Clinical Investigation Center & Physiology and Functional Explorations unit at NHC
Strasbourg, France
Determination of the quality of measurements of arterial blood saturation (SpO2) provided by the MultiSense® system in comparison to measurements made with a reference Pulse Oximetry System, in terms of accuracy.
Accuracy is defined as an average measurement variation less than 3.5% of the mean value to the reference standard. The data for analysis will be equally distributed across the SpO2 range of 70-100%.

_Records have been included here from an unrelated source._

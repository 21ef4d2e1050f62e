//! Cross-segment replay of legacy data, filtered by committed ids.
//!
//! The loader owns the lists of replayable segment files and a committed-id
//! set. On each replay pass it first merges every id file into the set,
//! then walks the data files oldest-first, yielding only records whose id
//! is not committed. The newest file in the list is always skipped: it is
//! the segment the engine is still writing.

use crate::error::{JournalError, JournalResult};
use crate::fs::is_gz;
use crate::idset::TtlSet;
use crate::sync::Shutdown;
use parking_lot::Mutex;
use redolog_codec::{DataDecoder, DataRecord, IdsDecoder};
use std::fs::{self, File};
use std::path::{Path, PathBuf};
use std::time::Duration;
use tracing::{debug, error, info};

/// Replays legacy segments and tracks committed ids.
///
/// Thread-safe: id operations go through the set's own shard locks, the
/// replay cursor through one internal mutex. In practice a single consumer
/// drains while producers feed the id side.
pub struct LegacyLoader {
    ids: TtlSet,
    state: Mutex<ReplayState>,
}

struct ReplayState {
    data_files: Vec<PathBuf>,
    ids_files: Vec<PathBuf>,
    /// The previous pass finished (or never ran); the next `load` must
    /// re-merge ids and restart the cursor.
    need_reload: bool,
    /// `reset` installed a non-empty file list since the last pass.
    ready_reload: bool,
    /// Index of the next data file to open.
    file_idx: usize,
    /// One less than the list length: the final entry is the live segment.
    files_len: usize,
    decoder: Option<DataDecoder>,
}

impl LegacyLoader {
    /// Creates a loader over the given replayable segment lists.
    ///
    /// The loader owns a fresh committed-id set with the given TTL; the
    /// sweeper stops when `shutdown` fires.
    ///
    /// # Errors
    ///
    /// Returns an error if the id set's sweeper thread cannot be spawned.
    pub fn new(
        shutdown: Shutdown,
        data_files: Vec<PathBuf>,
        ids_files: Vec<PathBuf>,
        committed_id_ttl: Duration,
    ) -> JournalResult<Self> {
        debug!(
            data_count = data_files.len(),
            ids_count = ids_files.len(),
            "new legacy loader"
        );
        let ready_reload = !data_files.is_empty();
        Ok(Self {
            ids: TtlSet::new(shutdown, committed_id_ttl)?,
            state: Mutex::new(ReplayState {
                data_files,
                ids_files,
                need_reload: true,
                ready_reload,
                file_idx: 0,
                files_len: 0,
                decoder: None,
            }),
        })
    }

    /// Records `id` as committed.
    pub fn add_id(&self, id: i64) {
        self.ids.add(id);
    }

    /// Consumes `id` from the committed set if present and unexpired.
    pub fn check_and_remove(&self, id: i64) -> bool {
        self.ids.check_and_remove(id)
    }

    /// Approximate size of the committed-id set.
    pub fn ids_len(&self) -> usize {
        self.ids.len()
    }

    /// Replaces the replayable file lists after a rotation.
    pub fn reset(&self, data_files: Vec<PathBuf>, ids_files: Vec<PathBuf>) {
        let mut state = self.state.lock();
        debug!(
            data_count = data_files.len(),
            ids_count = ids_files.len(),
            "reset legacy loader"
        );
        state.ready_reload = !data_files.is_empty();
        state.data_files = data_files;
        state.ids_files = ids_files;
    }

    /// Yields the next uncommitted legacy record, or `Ok(None)` when the
    /// replayable segments are exhausted.
    ///
    /// Broken files are logged and skipped; replay makes progress on
    /// whatever remains readable.
    pub fn load(&self) -> JournalResult<Option<DataRecord>> {
        let mut state = self.state.lock();

        if state.need_reload {
            if !state.ready_reload {
                return Ok(None);
            }
            state.ready_reload = false;

            let mut sink = &self.ids;
            if let Err(err) = load_ids_from(&state.ids_files, &mut sink) {
                error!(error = %err, "loading committed ids was partial, replaying anyway");
            }

            state.files_len = state.data_files.len().saturating_sub(1);
            state.file_idx = 0;
            state.need_reload = false;
        }

        'next_file: loop {
            if state.decoder.is_none() {
                if state.file_idx >= state.files_len {
                    debug!("all legacy data files finished");
                    state.need_reload = true;
                    return Ok(None);
                }
                let path = state.data_files[state.file_idx].clone();
                state.file_idx += 1;

                let file = match File::open(&path) {
                    Ok(file) => file,
                    Err(err) => {
                        error!(file = %path.display(), error = %err, "cannot open data segment, skipping");
                        continue 'next_file;
                    }
                };
                let compress = path
                    .file_name()
                    .and_then(|n| n.to_str())
                    .is_some_and(is_gz);
                match DataDecoder::new(file, compress) {
                    Ok(decoder) => {
                        debug!(file = %path.display(), "replaying data segment");
                        state.decoder = Some(decoder);
                    }
                    Err(err) => {
                        error!(file = %path.display(), error = %err, "cannot decode data segment, skipping");
                        continue 'next_file;
                    }
                }
            }

            loop {
                match state.decoder.as_mut().expect("decoder opened above").read() {
                    Ok(Some(record)) => {
                        if self.ids.check_and_remove(record.id) {
                            // already consumed downstream
                            continue;
                        }
                        return Ok(Some(record));
                    }
                    Ok(None) => {
                        state.decoder = None;
                        continue 'next_file;
                    }
                    Err(err) => {
                        error!(error = %err, "data segment broken, skipping the rest of it");
                        state.decoder = None;
                        continue 'next_file;
                    }
                }
            }
        }
    }

    /// Merges the contents of every id file into `set`.
    ///
    /// # Errors
    ///
    /// Per-file failures do not stop processing; they are joined into one
    /// [`JournalError::LoadIds`].
    pub fn load_all_ids(&self, set: &mut impl Extend<i64>) -> JournalResult<()> {
        let state = self.state.lock();
        load_ids_from(&state.ids_files, set)
    }

    /// Scans every id file and returns the largest committed id, or 0 when
    /// there is none.
    ///
    /// # Errors
    ///
    /// Returns an error if an id file cannot be opened; decode failures are
    /// logged and skipped.
    pub fn load_max_id(&self) -> JournalResult<i64> {
        let state = self.state.lock();
        let mut max_id = 0i64;
        for path in &state.ids_files {
            let file = File::open(path)?;
            let mut decoder = IdsDecoder::new(file, path_is_gz(path))?;
            match decoder.load_max() {
                Ok(Some(id)) => max_id = max_id.max(id),
                Ok(None) => {}
                Err(err) => {
                    error!(file = %path.display(), error = %err, "cannot read id segment, skipping");
                }
            }
        }
        debug!(max_id, "loaded max committed id");
        Ok(max_id)
    }

    /// Deletes replayed segments, keeping the newest file of each list, and
    /// closes the replay handle so the next pass reopens cleanly.
    pub fn clean(&self) {
        let mut state = self.state.lock();

        if state.data_files.len() > 1 {
            let split_at = state.data_files.len() - 1;
            let keep = state.data_files.split_off(split_at);
            remove_files(&state.data_files);
            state.data_files = keep;
        }
        if state.ids_files.len() > 1 {
            let split_at = state.ids_files.len() - 1;
            let keep = state.ids_files.split_off(split_at);
            remove_files(&state.ids_files);
            state.ids_files = keep;
        }

        state.decoder = None;
        debug!("cleaned legacy segments");
    }
}

impl std::fmt::Debug for LegacyLoader {
    fn fmt(&self, f: &mut std::fmt::Formatter<'_>) -> std::fmt::Result {
        let state = self.state.lock();
        f.debug_struct("LegacyLoader")
            .field("data_files", &state.data_files)
            .field("ids_files", &state.ids_files)
            .field("ids_len", &self.ids.len())
            .finish_non_exhaustive()
    }
}

fn path_is_gz(path: &Path) -> bool {
    path.file_name().and_then(|n| n.to_str()).is_some_and(is_gz)
}

fn load_ids_from(files: &[PathBuf], set: &mut impl Extend<i64>) -> JournalResult<()> {
    let mut failures = Vec::new();
    for path in files {
        let file = match File::open(path) {
            Ok(file) => file,
            Err(err) => {
                failures.push(format!("open `{}`: {err}", path.display()));
                continue;
            }
        };
        let mut decoder = match IdsDecoder::new(file, path_is_gz(path)) {
            Ok(decoder) => decoder,
            Err(err) => {
                failures.push(format!("decode `{}`: {err}", path.display()));
                continue;
            }
        };
        if let Err(err) = decoder.read_all_into(set) {
            failures.push(format!("read `{}`: {err}", path.display()));
        }
    }

    if failures.is_empty() {
        Ok(())
    } else {
        Err(JournalError::load_ids(failures.join("; ")))
    }
}

fn remove_files(paths: &[PathBuf]) {
    for path in paths {
        match fs::remove_file(path) {
            Ok(()) => info!(file = %path.display(), "removed replayed segment"),
            Err(err) => {
                error!(file = %path.display(), error = %err, "cannot remove replayed segment");
            }
        }
    }
}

Time frame: from patch placement to patch removal, assessed up to 3 hours
Descriptive kinetic of circulating oxidative stress markers under hypoxia conditions
comparison of circulating oxidative stress and plasma antioxidant activity markers in blood between hypoxia and normal oxygenation conditions by dosage of anion superoxide (µmol/min)
Time frame: from patch placement to patch removal, assessed up to 3 hours
Descriptive kinetic of circulating oxidative stress markers under hypoxia conditions
comparison of circulating oxidative stress and plasma antioxidant activity markers in blood between hypoxia and normal oxygenation conditions by dosage of lipids peroxidation (µg/mL)
Time frame: from patch placement to patch removal, assessed up to 3 hours
Descriptive kinetic of circulating oxidative stress markers under hypoxia conditions
comparison of circulating oxidative stress and plasma antioxidant activity markers in blood between hypoxia and normal oxygenation conditions by dosage of protein carbonylation (ng/mL)
Time frame: from patch placement to patch removal, assessed up to 3 hours
Descriptive kinetic of circulating oxidative stress markers under hypoxia conditions
comparison of circulating oxidative stress and plasma antioxidant activity markers in blood between hypoxia and normal oxygenation conditions by dosage of catalase (U/mg protein)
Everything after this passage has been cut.